Conclusion: the reason why large amounts of IO threads perform so badly on this system, and will likely perform even worse on systems with higher core counts or more complicated core interconnect topologies, is that threads needlessly conflate concurrency and parallelism.

A purely IO-oriented OS threading abstraction like Windows NT fibers (EDIT: That was assuming that Windows fibers were well-integrated enough in the OS to yield to the user-mode scheduler on blocking system calls. After further research, it turns out they aren't.) should be able to perform much better here.

10 Likes

Relevant talk: User-level threads... with threads - Paul Turner. tldr; when your threads communicate with each other (with synchronization involving futex), when one thread wakes another, the kernel scheduler doesn't have enough information to keep both threads on a single core, resulting in excessive IPIs (inter-processor interrupts).
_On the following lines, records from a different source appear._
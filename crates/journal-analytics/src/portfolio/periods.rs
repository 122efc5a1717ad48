//! 기간별(주/월) 손익 집계.
//!
//! 거래 발생 시각이 속한 달력 주/월로 묶어 손익을 합산합니다. 버킷은
//! 시간순 스캔 중 처음 등장한 순서대로 하나씩만 만들어지며, 거래가 없는
//! 기간은 채우지 않습니다.

use chrono::{DateTime, Datelike, Duration, FixedOffset, NaiveDate, Offset, Utc};
use journal_core::{AnalyticsConfig, DecimalExt, WeekStart};
use rust_decimal::Decimal;
use serde::{Deserialize, Serialize};
use std::collections::HashMap;

/// 집계 단위.
#[derive(Debug, Clone, Copy, PartialEq, Eq, Hash, Serialize, Deserialize)]
#[serde(rename_all = "snake_case")]
pub enum Period {
    Week,
    Month,
}

/// 단일 기간 버킷.
#[derive(Debug, Clone, PartialEq, Eq, Serialize, Deserialize)]
#[serde(rename_all = "camelCase")]
pub struct PeriodProfit {
    pub period: Period,
    /// 기간 시작일 (버킷 키)
    pub start: NaiveDate,
    /// 표시용 레이블 ("Mar 03", "Mar 2024")
    pub label: String,
    pub pnl_quote: Decimal,
    pub pnl_secondary: Decimal,
    pub trade_count: usize,
}

/// 타임스탬프를 기간 시작일로 변환하는 규칙.
#[derive(Debug, Clone, Copy)]
pub struct PeriodBucketer {
    period: Period,
    week_start: WeekStart,
    offset: FixedOffset,
}

impl PeriodBucketer {
    pub fn new(period: Period, config: &AnalyticsConfig) -> Self {
        let offset = FixedOffset::east_opt(config.utc_offset_minutes.saturating_mul(60))
            .unwrap_or_else(|| Utc.fix());
        Self {
            period,
            week_start: config.week_start,
            offset,
        }
    }

    pub fn period(&self) -> Period {
        self.period
    }

    /// 설정된 오프셋 기준 기간 시작일.
    pub fn period_start(&self, timestamp: DateTime<Utc>) -> NaiveDate {
        let date = timestamp.with_timezone(&self.offset).date_naive();

        match self.period {
            Period::Week => {
                let first = match self.week_start {
                    WeekStart::Sunday => 6,
                    WeekStart::Monday => 0,
                };
                let today = i64::from(date.weekday().num_days_from_monday());
                let days_back = (today - first).rem_euclid(7);
                date - Duration::days(days_back)
            }
            Period::Month => date.with_day(1).unwrap_or(date),
        }
    }

    pub fn label(&self, start: NaiveDate) -> String {
        match self.period {
            Period::Week => start.format("%b %d").to_string(),
            Period::Month => start.format("%b %Y").to_string(),
        }
    }
}

/// 등장 순서를 유지하는 기간 버킷 누적기.
#[derive(Debug, Clone)]
pub struct PeriodAccumulator {
    bucketer: PeriodBucketer,
    buckets: Vec<PeriodProfit>,
    index: HashMap<NaiveDate, usize>,
}

impl PeriodAccumulator {
    pub fn new(bucketer: PeriodBucketer) -> Self {
        Self {
            bucketer,
            buckets: Vec::new(),
            index: HashMap::new(),
        }
    }

    /// 거래 1건을 해당 기간 버킷에 더합니다.
    ///
    /// 합계가 `Decimal` 범위를 넘어 포화되면 `false`를 반환합니다.
    pub fn add(&mut self, occurred_at: DateTime<Utc>, pnl_quote: Decimal, pnl_secondary: Decimal) -> bool {
        let start = self.bucketer.period_start(occurred_at);
        let idx = match self.index.get(&start) {
            Some(&idx) => idx,
            None => {
                self.buckets.push(PeriodProfit {
                    period: self.bucketer.period(),
                    start,
                    label: self.bucketer.label(start),
                    pnl_quote: Decimal::ZERO,
                    pnl_secondary: Decimal::ZERO,
                    trade_count: 0,
                });
                self.index.insert(start, self.buckets.len() - 1);
                self.buckets.len() - 1
            }
        };

        let bucket = &mut self.buckets[idx];
        bucket.trade_count += 1;
        let quote_exact = bucket.pnl_quote.accumulate(pnl_quote);
        let secondary_exact = bucket.pnl_secondary.accumulate(pnl_secondary);
        quote_exact && secondary_exact
    }

    pub fn finish(self) -> Vec<PeriodProfit> {
        self.buckets
    }
}

#[cfg(test)]
mod tests {
    use super::*;
    use chrono::TimeZone;
    use rust_decimal_macros::dec;

    fn at(y: i32, m: u32, d: u32, h: u32) -> DateTime<Utc> {
        Utc.with_ymd_and_hms(y, m, d, h, 0, 0).unwrap()
    }

    fn date(y: i32, m: u32, d: u32) -> NaiveDate {
        NaiveDate::from_ymd_opt(y, m, d).unwrap()
    }

    #[test]
    fn test_week_start_sunday() {
        let bucketer = PeriodBucketer::new(Period::Week, &AnalyticsConfig::default());
        // 2024-03-06 수요일 → 2024-03-03 일요일
        assert_eq!(bucketer.period_start(at(2024, 3, 6, 12)), date(2024, 3, 3));
        // 일요일 자체
        assert_eq!(bucketer.period_start(at(2024, 3, 3, 0)), date(2024, 3, 3));
        // 토요일
        assert_eq!(bucketer.period_start(at(2024, 3, 9, 23)), date(2024, 3, 3));
        assert_eq!(bucketer.label(date(2024, 3, 3)), "Mar 03");
    }

    #[test]
    fn test_week_start_monday() {
        let config = AnalyticsConfig {
            week_start: WeekStart::Monday,
            ..Default::default()
        };
        let bucketer = PeriodBucketer::new(Period::Week, &config);
        assert_eq!(bucketer.period_start(at(2024, 3, 3, 12)), date(2024, 2, 26));
        assert_eq!(bucketer.period_start(at(2024, 3, 4, 0)), date(2024, 3, 4));
    }

    #[test]
    fn test_month_bucket_and_offset() {
        let bucketer = PeriodBucketer::new(Period::Month, &AnalyticsConfig::default());
        assert_eq!(bucketer.period_start(at(2024, 2, 29, 23)), date(2024, 2, 1));
        assert_eq!(bucketer.label(date(2024, 2, 1)), "Feb 2024");

        // UTC+7 에서는 2월 29일 23시(UTC)가 3월 1일
        let config = AnalyticsConfig {
            utc_offset_minutes: 7 * 60,
            ..Default::default()
        };
        let bucketer = PeriodBucketer::new(Period::Month, &config);
        assert_eq!(bucketer.period_start(at(2024, 2, 29, 23)), date(2024, 3, 1));
    }

    #[test]
    fn test_accumulator_first_encountered_order() {
        let bucketer = PeriodBucketer::new(Period::Month, &AnalyticsConfig::default());
        let mut acc = PeriodAccumulator::new(bucketer);

        assert!(acc.add(at(2024, 1, 5, 0), dec!(10), dec!(155000)));
        assert!(acc.add(at(2024, 3, 2, 0), dec!(-4), dec!(-62000)));
        assert!(acc.add(at(2024, 1, 20, 0), dec!(6), dec!(93000)));

        let buckets = acc.finish();
        assert_eq!(buckets.len(), 2);
        assert_eq!(buckets[0].label, "Jan 2024");
        assert_eq!(buckets[0].pnl_quote, dec!(16));
        assert_eq!(buckets[0].pnl_secondary, dec!(248000));
        assert_eq!(buckets[0].trade_count, 2);
        assert_eq!(buckets[1].label, "Mar 2024");
        assert_eq!(buckets[1].pnl_quote, dec!(-4));
    }

    #[test]
    fn test_accumulator_saturates_instead_of_overflowing() {
        let bucketer = PeriodBucketer::new(Period::Week, &AnalyticsConfig::default());
        let mut acc = PeriodAccumulator::new(bucketer);

        assert!(acc.add(at(2024, 1, 5, 0), Decimal::MAX, dec!(1)));
        assert!(!acc.add(at(2024, 1, 5, 1), Decimal::MAX, dec!(1)));

        let buckets = acc.finish();
        assert_eq!(buckets[0].pnl_quote, Decimal::MAX);
        assert_eq!(buckets[0].pnl_secondary, dec!(2));
        assert_eq!(buckets[0].trade_count, 2);
    }
}
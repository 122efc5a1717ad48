//! 매매일지 저장소와 서비스.
//!
//! - [`TradeRepository`]: 저장소 추상화 (async)
//! - [`InMemoryTradeRepository`]: 메모리 구현
//! - [`JournalService`]: 평가 → 저장 → 분석 흐름

pub mod record;
pub mod repository;
pub mod service;

pub use record::{TradeQuery, TradeRecord};
pub use repository::{InMemoryTradeRepository, TradeRepository};
pub use service::JournalService;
Also relevant because it debunks the common assumption that syscalls are inherently expensive.

1 Like

Okay, I ran this under sudo perf record -e cycles:ppp (I think that's the same as cycles:P?), and then did sudo perf report --sort=dso.

The async-brigade spent 78% (17s) of its time in the kernel, and 22% (5s) in the executable.

The thread-brigade spends 95% (40s) of its time in the kernel, and 5% (2s) in the executable.

The remaining time was in system libraries, in each case.

1 Like

Yes, I think [edit] we are on the same page - I agree my three-to-one case is not typical. What I should say is that a blocking async call is two syscalls, compared to one in the threaded case. The epoll calls are hopefully returning multiple events and getting amortized across more than one async context switch.

1 Like

Yes, that's definitely a tradeoff of the readiness-based async I/O model: you need two syscalls instead of one for a blocking operation, one to realize that you need to wait and another to actually do the work once the wait is over.

Completion-based async I/O like io_uring should not be subjected to this particular tradeoff, but io_uring itself does not seem tightly tuned for performance yet and completion-based I/O is not well-integrated in tokio & al yet (although there are efforts ongoing to improve this situation), so I'm not sure if the ecosystem is ready for an epoll vs io_uring perf characteristics comparison.